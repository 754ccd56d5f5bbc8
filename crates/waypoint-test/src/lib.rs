//! Integration and property-based tests exercising `waypoint` end to end
//! through the public façade, plus shared grammar fixtures used by both.

pub mod utils;

#[cfg(test)]
mod properties;
#[cfg(test)]
mod scenarios;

--- Task to complete ---
Provide a verbatim copy of all the entries.

--- Result below ---
repository 754ccd56d5f5bbc8
filename crates/waypoint-test/src/lib.rs
//! Integration and property-based tests exercising `waypoint` end to end
//! through the public façade, plus shared grammar fixtures used by both.

pub mod utils;

#[cfg(test)]
mod properties;
#[cfg(test)]
mod scenarios;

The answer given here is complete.